Performances excellent. Morgan Freeman was awesome. It was delicious. ****
The Big Sick was about a Pakistani stand-up comedian (Kumail
Nanjiani) who meets and falls in love with a quirky American girl (Zoe Kazan)
while his parents keep trying to fix him up in an arranged marriage with
Pakistani women. He can't tell them he's in love and he can't commit to the
girl because his parents would disown him for rejecting his traditions. I
didn't quite see where this was going so at the break-up fight I put it on
pause and did some other things. I came very close to turning it off. It wasn't
funny, or romantic, but the cultural aspect was interesting. Then I returned to
it and after they break up she ends up in the ICU with a life-threatening
infection and he goes to be by her side bonding with her parents. This added some intrigue, but only enough to
keep it turned on. **
Cleveland
Abduction is the story of
Michelle Knight who with Amanda Berry and Gina DeJesus were kidnapped and held
captive for eleven, ten, and nine years, respectively.

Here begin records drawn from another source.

//! Pattern Engine
//!
//! Einzige Instanz, die `EngineState` verändert. Ein Tick besteht aus:
//! 1. Command-Channel non-blocking leeren (Kommandos in FIFO-Reihenfolge anwenden)
//! 2. Genau einen Schritt des aktiven Patterns ausführen
//!
//! Der Schritt liefert die Haltezeit zurück, die der Aufrufer vor dem
//! nächsten Tick abwarten muss. Ein Pattern-Wechsel greift damit
//! spätestens nach einer Haltezeit.

use embassy_sync::blocking_mutex::raw::RawMutex;

use crate::channel::CommandReceiver;
use crate::logic::sos_segment;
use crate::traits::Actuator;
use crate::types::{EngineState, IDLE_HOLD_MS, PatternCommand, PatternKind};

/// Pattern Engine - besitzt den Aktor und den Pattern-Zustand
///
/// # Trait-basierte Abstraktion
/// Der generische Parameter `A: Actuator` ermöglicht:
/// - Real Hardware (SmartLedActuator) im Production-Code
/// - Mock Implementation (MockActuator) in Tests
pub struct PatternEngine<A: Actuator> {
    actuator: A,
    state: EngineState,
}

impl<A: Actuator> PatternEngine<A> {
    /// Erstellt die Engine im Startzustand (SlowBlink / 1000 ms)
    pub fn new(actuator: A) -> Self {
        Self {
            actuator,
            state: EngineState::default(),
        }
    }

    /// Aktueller Pattern-Zustand (nur lesend)
    pub fn state(&self) -> &EngineState {
        &self.state
    }

    /// Zugriff auf den Aktor, z.B. für Mock-Auswertung in Tests
    pub fn actuator(&self) -> &A {
        &self.actuator
    }

    /// Wendet ein Kommando auf den Zustand an
    ///
    /// Ein Kommando mit identischem Ziel (gleiches Pattern, gleiche Periode)
    /// ist ein No-Op, die laufende Phase bleibt erhalten. Jeder echte
    /// Wechsel setzt `phase` auf 0 zurück.
    ///
    /// Gibt `true` zurück wenn sich der Zustand geändert hat.
    pub fn apply(&mut self, cmd: PatternCommand) -> bool {
        let (pattern, period_ms) = cmd.target();

        let unchanged = pattern == self.state.active_pattern
            && period_ms.is_none_or(|ms| ms == self.state.period_ms);
        if unchanged {
            #[cfg(feature = "defmt")]
            defmt::debug!("Pattern unchanged: {}", cmd);
            return false;
        }

        self.state = EngineState {
            active_pattern: pattern,
            period_ms: period_ms.unwrap_or(self.state.period_ms),
            phase: 0,
        };

        #[cfg(feature = "defmt")]
        match pattern {
            PatternKind::SlowBlink | PatternKind::FastBlink => defmt::info!(
                "Changing to {} pattern ({} ms)",
                pattern,
                self.state.period_ms
            ),
            PatternKind::Off => defmt::info!("Turning LED off"),
            _ => defmt::info!("Changing to {} pattern", pattern),
        }

        true
    }

    /// Leert den Channel non-blocking und wendet alle Kommandos an
    ///
    /// Gibt die Anzahl empfangener Kommandos zurück.
    pub fn drain<M: RawMutex, const N: usize>(
        &mut self,
        receiver: CommandReceiver<'_, M, N>,
    ) -> usize {
        let mut received = 0;
        while let Some(cmd) = receiver.try_receive() {
            self.apply(cmd);
            received += 1;
        }
        received
    }

    /// Führt genau einen Schritt des aktiven Patterns aus
    ///
    /// Gibt die Haltezeit in ms bis zum nächsten Tick zurück.
    pub fn step(&mut self) -> u32 {
        match self.state.active_pattern {
            PatternKind::SlowBlink | PatternKind::FastBlink => {
                self.actuator.toggle();
                self.state.period_ms
            }
            PatternKind::Solid => {
                self.actuator.set(true);
                IDLE_HOLD_MS
            }
            PatternKind::Off => {
                self.actuator.set(false);
                IDLE_HOLD_MS
            }
            PatternKind::Sos => {
                let (segment, next) = sos_segment(self.state.phase);
                self.actuator.set(segment.level);
                self.state.phase = next;
                segment.hold_ms
            }
        }
    }

    /// Ein kompletter Tick: Kommandos anwenden, dann einen Schritt ausführen
    pub fn tick<M: RawMutex, const N: usize>(&mut self, receiver: CommandReceiver<'_, M, N>) -> u32 {
        self.drain(receiver);
        self.step()
    }
}

#[cfg(test)]
mod tests {
    use super::*;

    #[derive(Default)]
    struct LevelActuator {
        level: bool,
    }

    impl Actuator for LevelActuator {
        fn set(&mut self, level: bool) {
            self.level = level;
        }

        fn toggle(&mut self) {
            self.level = !self.level;
        }
    }

    #[test]
    fn test_blink_toggles_and_holds_period() {
        let mut engine = PatternEngine::new(LevelActuator::default());
        assert_eq!(engine.step(), 1000);
        assert!(engine.actuator().level);
        assert_eq!(engine.step(), 1000);
        assert!(!engine.actuator().level);
    }

    #[test]
    fn test_solid_and_off_hold_idle_interval() {
        let mut engine = PatternEngine::new(LevelActuator::default());
        engine.apply(PatternCommand::SetSolid);
        assert_eq!(engine.step(), IDLE_HOLD_MS);
        assert!(engine.actuator().level);

        engine.apply(PatternCommand::Off);
        assert_eq!(engine.step(), IDLE_HOLD_MS);
        assert!(!engine.actuator().level);
    }

    #[test]
    fn test_identical_command_is_noop() {
        let mut engine = PatternEngine::new(LevelActuator::default());
        assert!(!engine.apply(PatternCommand::SetSlowBlink { period_ms: None }));
        assert!(!engine.apply(PatternCommand::SetSlowBlink {
            period_ms: Some(1000)
        }));
        assert!(engine.apply(PatternCommand::SetSlowBlink {
            period_ms: Some(500)
        }));
        assert_eq!(engine.state().period_ms, 500);
    }

    #[test]
    fn test_repeated_sos_keeps_phase() {
        let mut engine = PatternEngine::new(LevelActuator::default());
        engine.apply(PatternCommand::SetSos);
        engine.step();
        engine.step();
        assert_eq!(engine.state().phase, 2);

        assert!(!engine.apply(PatternCommand::SetSos));
        assert_eq!(engine.state().phase, 2);
    }

    #[test]
    fn test_sos_wraps_after_full_sequence() {
        let mut engine = PatternEngine::new(LevelActuator::default());
        engine.apply(PatternCommand::SetSos);
        let total: u32 = (0..21).map(|_| engine.step()).sum();
        assert_eq!(total, 6600);
        assert_eq!(engine.state().phase, 0);
    }
}
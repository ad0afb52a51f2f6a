//! Steuer-Protokoll der LED-Characteristic
//!
//! Ein Write-Payload besteht aus einem Pattern-Byte und optional
//! zwei Bytes Periode (Big Endian) für die Blink-Patterns:
//!
//! | Byte 0 | Pattern    | Zusatz-Bytes                    |
//! |--------|------------|---------------------------------|
//! | 0      | Off        | -                               |
//! | 1      | SlowBlink  | optional `period_ms` (Bytes 1-2) |
//! | 2      | FastBlink  | optional `period_ms` (Bytes 1-2) |
//! | 3      | Solid      | -                               |
//! | 4      | SOS        | -                               |

use crate::types::PatternCommand;

pub const CMD_OFF: u8 = 0;
pub const CMD_SLOW_BLINK: u8 = 1;
pub const CMD_FAST_BLINK: u8 = 2;
pub const CMD_SOLID: u8 = 3;
pub const CMD_SOS: u8 = 4;

/// Maximale Länge eines ATT-Attributwerts
///
/// Der Speicher der Characteristic muss jeden dekodierbaren Write
/// aufnehmen können, auch mit ignorierten Zusatz-Bytes.
pub const MAX_WRITE_LEN: usize = 512;

/// Fehler beim Dekodieren eines Write-Payloads
#[derive(Debug, Clone, Copy, PartialEq, Eq)]
pub enum DecodeError {
    /// Write mit Offset != 0 oder leerer Payload
    InvalidOffset,
    /// Erstes Byte liegt außerhalb von 0..=4
    UnrecognizedCommandByte(u8),
}

impl TryFrom<&[u8]> for PatternCommand {
    type Error = DecodeError;

    fn try_from(payload: &[u8]) -> Result<Self, Self::Error> {
        let (&code, rest) = payload.split_first().ok_or(DecodeError::InvalidOffset)?;

        match code {
            CMD_OFF => Ok(Self::Off),
            CMD_SLOW_BLINK => Ok(Self::SetSlowBlink {
                period_ms: period_from(rest),
            }),
            CMD_FAST_BLINK => Ok(Self::SetFastBlink {
                period_ms: period_from(rest),
            }),
            CMD_SOLID => Ok(Self::SetSolid),
            CMD_SOS => Ok(Self::SetSos),
            other => Err(DecodeError::UnrecognizedCommandByte(other)),
        }
    }
}

/// Dekodiert einen Characteristic-Write inklusive ATT-Offset
pub fn decode_write(offset: u16, payload: &[u8]) -> Result<PatternCommand, DecodeError> {
    if offset != 0 {
        return Err(DecodeError::InvalidOffset);
    }
    PatternCommand::try_from(payload)
}

// Periode nur wenn beide Bytes vorhanden sind, weitere Bytes werden ignoriert
fn period_from(rest: &[u8]) -> Option<u32> {
    match rest {
        [hi, lo, ..] => Some(u32::from(u16::from_be_bytes([*hi, *lo]))),
        _ => None,
    }
}

#[cfg(feature = "defmt")]
impl defmt::Format for DecodeError {
    fn format(&self, fmt: defmt::Formatter) {
        match self {
            DecodeError::InvalidOffset => defmt::write!(fmt, "InvalidOffset"),
            DecodeError::UnrecognizedCommandByte(code) => {
                defmt::write!(fmt, "UnrecognizedCommandByte({})", code)
            }
        }
    }
}

#[cfg(test)]
mod tests {
    use super::*;

    #[test]
    fn test_decode_off() {
        assert_eq!(PatternCommand::try_from(&[0u8][..]), Ok(PatternCommand::Off));
    }

    #[test]
    fn test_decode_slow_blink_with_period() {
        let cmd = PatternCommand::try_from(&[1u8, 0x07, 0xD0][..]);
        assert_eq!(
            cmd,
            Ok(PatternCommand::SetSlowBlink {
                period_ms: Some(2000)
            })
        );
    }

    #[test]
    fn test_decode_fast_blink_single_period_byte_is_ignored() {
        let cmd = PatternCommand::try_from(&[2u8, 0x01][..]);
        assert_eq!(cmd, Ok(PatternCommand::SetFastBlink { period_ms: None }));
    }

    #[test]
    fn test_decode_trailing_bytes_ignored() {
        let cmd = PatternCommand::try_from(&[2u8, 0x00, 0x64, 0xFF][..]);
        assert_eq!(
            cmd,
            Ok(PatternCommand::SetFastBlink {
                period_ms: Some(100)
            })
        );
    }

    #[test]
    fn test_decode_max_period() {
        let cmd = PatternCommand::try_from(&[1u8, 0xFF, 0xFF][..]);
        assert_eq!(
            cmd,
            Ok(PatternCommand::SetSlowBlink {
                period_ms: Some(65535)
            })
        );
    }

    #[test]
    fn test_decode_solid_and_sos() {
        assert_eq!(
            PatternCommand::try_from(&[3u8][..]),
            Ok(PatternCommand::SetSolid)
        );
        assert_eq!(PatternCommand::try_from(&[4u8][..]), Ok(PatternCommand::SetSos));
    }

    #[test]
    fn test_decode_unknown_byte() {
        assert_eq!(
            PatternCommand::try_from(&[5u8][..]),
            Err(DecodeError::UnrecognizedCommandByte(5))
        );
    }

    #[test]
    fn test_decode_empty_payload() {
        assert_eq!(
            PatternCommand::try_from(&[0u8; 0][..]),
            Err(DecodeError::InvalidOffset)
        );
    }

    #[test]
    fn test_decode_write_rejects_offset() {
        assert_eq!(decode_write(1, &[3]), Err(DecodeError::InvalidOffset));
        assert_eq!(decode_write(0, &[3]), Ok(PatternCommand::SetSolid));
    }
}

Very disturbing. Besides
the daily rape, violence and mental abuse these women endured, how is it that
his neighbors didn't notice anything or become suspicious? How is it when the
police were called because a neighbor heard screams coming from the house they
just drove away after saying, "Well, if you hear screams again call
us." Or the police lack of involvement when the mother reports her missing,
"Maybe she just ran away [because we are too lazy to get off our asses and
make an effort]." I was absolutely
horrified this woman who survived only because she wanted desperately to see
her son again was denied seeing him because he had been adopted! Yes, I
understand it might have been disrupted to his new life, but he was 16 years
old and deserved at the very least to know his mother didn't abandon him. Such
a horror story. And that lunatic committed suicide...was no one watching a
prisoner? He should have been in chains doing hard labor 20 hours a day. Eye
for an eye. It makes me so angry this
happen so easily and went on for so long. Are we just blind and apathetic to
people around us? Excellent movie, although very disturbing. ****
Eat Drink Man
Woman is a Taiwanese movie with
English subtitles about a chef and his three adult daughters who still live at
home. Their lives are a mix of tradition and modernity with relationship
challenges. Every Sunday they gather for a family dinner. The food looked amazing, but I kept wondering
how much of it was gluten-free. LOL. ***
The Edge of
Seventeen is about a
seventeen-year old (Hailee Steinfeld) who is going through those teen years.
Woody Harrelson plays one of her teachers and he's hilarious. Kyra Sedgwick
plays her neurotic mother. Outstanding writing. I've never been a fan of
Steinfeld as I find her skills to be substandard, but in this movie she was
exceptional. ****
Eyewitness was an incredibly low-budget film with second-rate actors
who were embarrassingly bad. It might have been made for television. It was about
a mother-daughter pair who go river rafting and come across escaped convicts
looking for their loot. Typical plot, cliché in every way, really pathetic, but
I lasted through the whole thing. Beautiful California scenery and lots of
running up and down river banks, through fields, up hills. **
Get Out was fascinating in a really bizarre, frightening way!
It's about an African American man who goes with his white girlfriend to stay
with her parents for the weekend.
Unfortunately, that's all I can say without giving away the plot.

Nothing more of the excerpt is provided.